In fact, there are reports that the Government has sent emissaries to talk to the sect leaders, including its jailed spiritual chief, Maina Njenga.
The calls for dialogue were inspired by the fact that the use of force had failed to contain the sect. Equally significant was the realisation that the sect members may have valid grievances that must be addressed.
At any rate, the birth of Mungiki and other similar gangs across the country is attributed to glaring inequalities in society. Young people feel marginalised, which has given rise to disillusionment and the concomitant desire to agitate for recognition.
Whereas the principle of dialogue is desirable, it must be done within a broader perspective. For instance, how far is the Government prepared to go in reasoning and reason with Mungiki, which after all, is an outlawed entity.

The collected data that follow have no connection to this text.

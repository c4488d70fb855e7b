use std::fmt;

use camino::Utf8Path;
use serde::{Deserialize, Serialize};

use crate::error::FactoryError;
use crate::selection::IndexFormat;

/// Dataset record as published by the open data portal.
///
/// Every consumed field is optional at parse time; accessors turn absence
/// into [`FactoryError::MissingField`] naming the path that was queried.
#[derive(Debug, Clone, Default, Deserialize, Serialize)]
pub struct Record {
    #[serde(default)]
    pub title: Option<String>,
    #[serde(default)]
    pub date_created: Option<Vec<String>>,
    #[serde(default)]
    pub system_details: Option<SystemDetails>,
    #[serde(default)]
    pub recid: Option<RecordId>,
    #[serde(default, rename = "_file_indices")]
    pub file_indices: Option<Vec<FileIndexDescriptor>>,
}

#[derive(Debug, Clone, Default, Deserialize, Serialize)]
pub struct SystemDetails {
    #[serde(default)]
    pub release: Option<String>,
    #[serde(default)]
    pub global_tag: Option<String>,
}

#[derive(Debug, Clone, Deserialize, Serialize)]
pub struct FileIndexDescriptor {
    #[serde(default)]
    pub key: Option<String>,
}

#[derive(Debug, Clone, PartialEq, Eq, Deserialize, Serialize)]
#[serde(untagged)]
pub enum RecordId {
    Number(u64),
    Text(String),
}

impl fmt::Display for RecordId {
    fn fmt(&self, f: &mut fmt::Formatter<'_>) -> fmt::Result {
        match self {
            RecordId::Number(value) => write!(f, "{value}"),
            RecordId::Text(value) => write!(f, "{value}"),
        }
    }
}

impl Record {
    pub fn from_json(content: &str) -> Result<Self, FactoryError> {
        serde_json::from_str(content).map_err(|err| FactoryError::ConfigParse(err.to_string()))
    }

    pub fn title(&self) -> Result<&str, FactoryError> {
        self.title.as_deref().ok_or_else(|| missing(".title"))
    }

    /// Year part of the first `date_created` entry (`"2012-03-01"` → `"2012"`).
    pub fn year(&self) -> Result<&str, FactoryError> {
        let created = self
            .date_created
            .as_ref()
            .and_then(|dates| dates.first())
            .ok_or_else(|| missing(".date_created[0]"))?;
        Ok(created
            .split_once('-')
            .map_or(created.as_str(), |(year, _)| year))
    }

    pub fn release(&self) -> Result<&str, FactoryError> {
        self.system_details
            .as_ref()
            .and_then(|details| details.release.as_deref())
            .ok_or_else(|| missing(".system_details.release"))
    }

    pub fn global_tag(&self) -> Result<&str, FactoryError> {
        self.system_details
            .as_ref()
            .and_then(|details| details.global_tag.as_deref())
            .ok_or_else(|| missing(".system_details.global_tag"))
    }

    pub fn recid(&self) -> Result<&RecordId, FactoryError> {
        self.recid.as_ref().ok_or_else(|| missing(".recid"))
    }

    /// Index descriptors are positional: the JSON index comes first, the
    /// plain-text one second.
    pub fn index_key(&self, format: IndexFormat) -> Result<&str, FactoryError> {
        let position = match format {
            IndexFormat::Json => 0,
            IndexFormat::Txt => 1,
        };
        self.file_indices
            .as_ref()
            .and_then(|indices| indices.get(position))
            .and_then(|descriptor| descriptor.key.as_deref())
            .ok_or_else(|| missing(&format!("._file_indices[{position}].key")))
    }

    pub fn dataset_name(&self) -> Result<String, FactoryError> {
        dataset_name_from_title(self.title()?)
    }

    pub fn directory_name(&self) -> Result<String, FactoryError> {
        Ok(format!("cms-reco-{}-{}", self.dataset_name()?, self.year()?))
    }
}

/// Titles look like `/<primary>/<processing>/<tier>`; the dataset name is the
/// grandparent component.
pub fn dataset_name_from_title(title: &str) -> Result<String, FactoryError> {
    Utf8Path::new(title)
        .parent()
        .and_then(Utf8Path::parent)
        .and_then(Utf8Path::file_name)
        .map(str::to_string)
        .ok_or_else(|| FactoryError::MalformedTitle(title.to_string()))
}

fn missing(path: &str) -> FactoryError {
    FactoryError::MissingField(path.to_string())
}

#[cfg(test)]
mod tests {
    use assert_matches::assert_matches;
    use serde_json::json;

    use super::*;

    #[test]
    fn dataset_name_uses_grandparent_component() {
        assert_eq!(
            dataset_name_from_title("/DoubleElectron/Run2011A-12Oct2013-v1/AOD").unwrap(),
            "DoubleElectron"
        );
        assert_eq!(dataset_name_from_title("/X/Y/DatasetName/Z").unwrap(), "Y");
    }

    #[test]
    fn dataset_name_requires_enough_components() {
        let err = dataset_name_from_title("AOD").unwrap_err();
        assert_matches!(err, FactoryError::MalformedTitle(_));
        let err = dataset_name_from_title("/AOD").unwrap_err();
        assert_matches!(err, FactoryError::MalformedTitle(_));
    }

    #[test]
    fn recid_accepts_numbers_and_strings() {
        let numeric = serde_json::from_value::<Record>(json!({"recid": 6004})).unwrap();
        assert_eq!(numeric.recid().unwrap().to_string(), "6004");
        let text = serde_json::from_value::<Record>(json!({"recid": "6004"})).unwrap();
        assert_eq!(text.recid().unwrap().to_string(), "6004");
    }
}
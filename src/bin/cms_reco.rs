use std::path::PathBuf;
use std::process::ExitCode;

use camino::Utf8PathBuf;
use clap::builder::PossibleValuesParser;
use clap::{Args, Command, CommandFactory, FromArgMatches, Parser, Subcommand};
use miette::IntoDiagnostic;
use tracing_subscriber::EnvFilter;

use cms_workflow_factory::app::{App, CreateWorkflowRequest, WorkflowStatus};
use cms_workflow_factory::config::{ConfigLoader, ValidationData};
use cms_workflow_factory::error::FactoryError;
use cms_workflow_factory::opendata::{DEFAULT_BASE_URL, OpenDataHttpClient};
use cms_workflow_factory::output::{HumanOutput, JsonOutput, OutputMode};
use cms_workflow_factory::render::CookiecutterRenderer;
use cms_workflow_factory::resolver::Overrides;
use cms_workflow_factory::selection::IndexFormat;
use cms_workflow_factory::store::{DEFAULT_CONFIG_FILE, Workspace};

const VALIDATION_FILE_ENV: &str = "CMS_RECO_VALIDATION_FILE";

#[derive(Parser)]
#[command(name = "cms-reco")]
#[command(about = "Workflow factory for the CMS reconstruction analysis")]
#[command(version)]
struct Cli {
    /// Print results as JSON on stdout
    #[arg(long, global = true)]
    json: bool,

    /// No diagnostic output
    #[arg(long, global = true)]
    quiet: bool,

    #[arg(long, global = true, env = "CMS_RECO_BASE_URL", default_value = DEFAULT_BASE_URL)]
    base_url: String,

    #[command(subcommand)]
    command: Commands,
}

#[derive(Subcommand)]
enum Commands {
    #[command(about = "Download the record metadata used as config file")]
    LoadConfig(LoadConfigArgs),
    #[command(about = "Create a workflow from the config file and the given arguments")]
    CreateWorkflow(CreateWorkflowArgs),
}

#[derive(Args)]
struct LoadConfigArgs {
    /// Record id of the data set to be reconstructed
    #[arg(long)]
    recid: String,

    #[arg(long, default_value = DEFAULT_CONFIG_FILE)]
    config_file: Utf8PathBuf,
}

#[derive(Args)]
struct CreateWorkflowArgs {
    /// Config file the parameters are extracted from
    #[arg(long, default_value = DEFAULT_CONFIG_FILE)]
    config_file: Utf8PathBuf,

    #[arg(long, default_value = "kubernetes")]
    compute_backend: String,

    /// Directory for the analysis to be executed
    #[arg(long)]
    directory: Option<String>,

    /// Choose a specific file from the index
    #[arg(long, default_value = "first")]
    files: String,

    #[arg(long, value_enum, default_value_t = IndexFormat::Json)]
    index_format: IndexFormat,

    /// Number of events to be reconstructed
    #[arg(long, default_value = "1")]
    nevents: String,

    #[arg(long, default_value = "serial")]
    workflow_engine: String,

    /// Year the data set was recorded
    #[arg(long, default_value = "2011")]
    year: String,

    /// CMSSW version to use (e.g. 5_3_32, 7_6_7)
    #[arg(long)]
    cmssw_version: Option<String>,

    /// Custom container image (overrides the default cmsopendata image)
    #[arg(long)]
    container_image: Option<String>,

    /// Record id to download the config file from before resolving
    #[arg(long)]
    recid: Option<String>,

    /// Global tag for the conditions data
    #[arg(long)]
    global_tag: Option<String>,

    /// Comma-separated list of run numbers to process
    #[arg(long)]
    run_filter: Option<String>,

    /// Directory holding one template per workflow engine
    #[arg(long)]
    template_root: Option<Utf8PathBuf>,
}

fn main() -> ExitCode {
    match run() {
        Ok(code) => code,
        Err(report) => {
            eprintln!("{report:?}");
            if let Some(error) = report.downcast_ref::<FactoryError>() {
                return ExitCode::from(map_exit_code(error));
            }
            ExitCode::from(1)
        }
    }
}

fn map_exit_code(error: &FactoryError) -> u8 {
    match error {
        FactoryError::ConfigRead(_) | FactoryError::TemplateNotFound(_) => 2,
        FactoryError::Http(_) | FactoryError::HttpStatus { .. } => 3,
        _ => 1,
    }
}

/// Restricts the enumerated options to the values listed in the validation data.
fn build_command(validation: &ValidationData) -> Command {
    Cli::command().mut_subcommand("create-workflow", |cmd| {
        cmd.mut_arg("compute_backend", |arg| {
            arg.value_parser(PossibleValuesParser::new(validation.compute_backends.clone()))
        })
        .mut_arg("files", |arg| {
            arg.value_parser(PossibleValuesParser::new(validation.file_selection.clone()))
        })
        .mut_arg("workflow_engine", |arg| {
            arg.value_parser(PossibleValuesParser::new(validation.workflow_engines.clone()))
        })
        .mut_arg("year", |arg| {
            arg.value_parser(PossibleValuesParser::new(validation.years.clone()))
        })
    })
}

fn run() -> miette::Result<ExitCode> {
    let validation_file = std::env::var_os(VALIDATION_FILE_ENV).map(PathBuf::from);
    let validation = ConfigLoader::load_validation(validation_file.as_deref())?;
    let matches = build_command(&validation).get_matches();
    let cli = Cli::from_arg_matches(&matches).unwrap_or_else(|err| err.exit());

    let default_level = if cli.quiet { "info" } else { "debug" };
    tracing_subscriber::fmt()
        .with_env_filter(
            EnvFilter::try_from_default_env().unwrap_or_else(|_| EnvFilter::new(default_level)),
        )
        .with_target(false)
        .with_writer(std::io::stderr)
        .init();

    let output_mode = if cli.json {
        OutputMode::Json
    } else {
        OutputMode::Human
    };

    let workspace = Workspace::new()?;
    let client = OpenDataHttpClient::with_base_url(&cli.base_url)?;
    let renderer = CookiecutterRenderer::new()?;
    let app = App::new(workspace, client, renderer);

    match cli.command {
        Commands::LoadConfig(args) => run_load_config(args, &app, output_mode),
        Commands::CreateWorkflow(args) => run_create_workflow(args, &app, output_mode),
    }
}

fn run_load_config(
    args: LoadConfigArgs,
    app: &App<OpenDataHttpClient, CookiecutterRenderer>,
    output_mode: OutputMode,
) -> miette::Result<ExitCode> {
    match output_mode {
        OutputMode::Json => {
            let result = app.load_config(&args.recid, &args.config_file, &JsonOutput)?;
            JsonOutput::print_load(&result).into_diagnostic()?;
        }
        OutputMode::Human => {
            let result = app.load_config(&args.recid, &args.config_file, &HumanOutput)?;
            HumanOutput::print_load(&result);
        }
    }
    Ok(ExitCode::SUCCESS)
}

fn run_create_workflow(
    args: CreateWorkflowArgs,
    app: &App<OpenDataHttpClient, CookiecutterRenderer>,
    output_mode: OutputMode,
) -> miette::Result<ExitCode> {
    tracing::debug!("run year {}", args.year);
    let request = CreateWorkflowRequest {
        config_file: args.config_file,
        recid: args.recid,
        file_selection: args.files,
        index_format: args.index_format,
        workflow_engine: args.workflow_engine,
        template_root: args.template_root,
        overrides: Overrides {
            compute_backend: args.compute_backend,
            cmssw_version: args.cmssw_version,
            global_tag: args.global_tag,
            container_image: args.container_image,
            nevents: Some(args.nevents),
            directory: args.directory,
            run_filter: args.run_filter,
        },
    };

    let result = match output_mode {
        OutputMode::Json => {
            let result = app.create_workflow(request, &JsonOutput)?;
            JsonOutput::print_workflow(&result).into_diagnostic()?;
            result
        }
        OutputMode::Human => {
            let result = app.create_workflow(request, &HumanOutput)?;
            HumanOutput::print_workflow(&result);
            result
        }
    };

    if result.status == WorkflowStatus::ConfigError {
        return Ok(ExitCode::from(2));
    }
    Ok(ExitCode::SUCCESS)
}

Second, what will be done with other gangs like Sungusungu, Kalenjin Warriors, Baghdad Boys, Angola Msumbiji and others, which may also have valid grievances?
If the Government chooses to hold talks with Mungiki, it must devise an equally reasonable approach to dealing with other gangs. Most importantly, those calling for Njenga’s release from jail must also realise that this will have far-reaching legal implications, and is likely to set a dangerous precedent.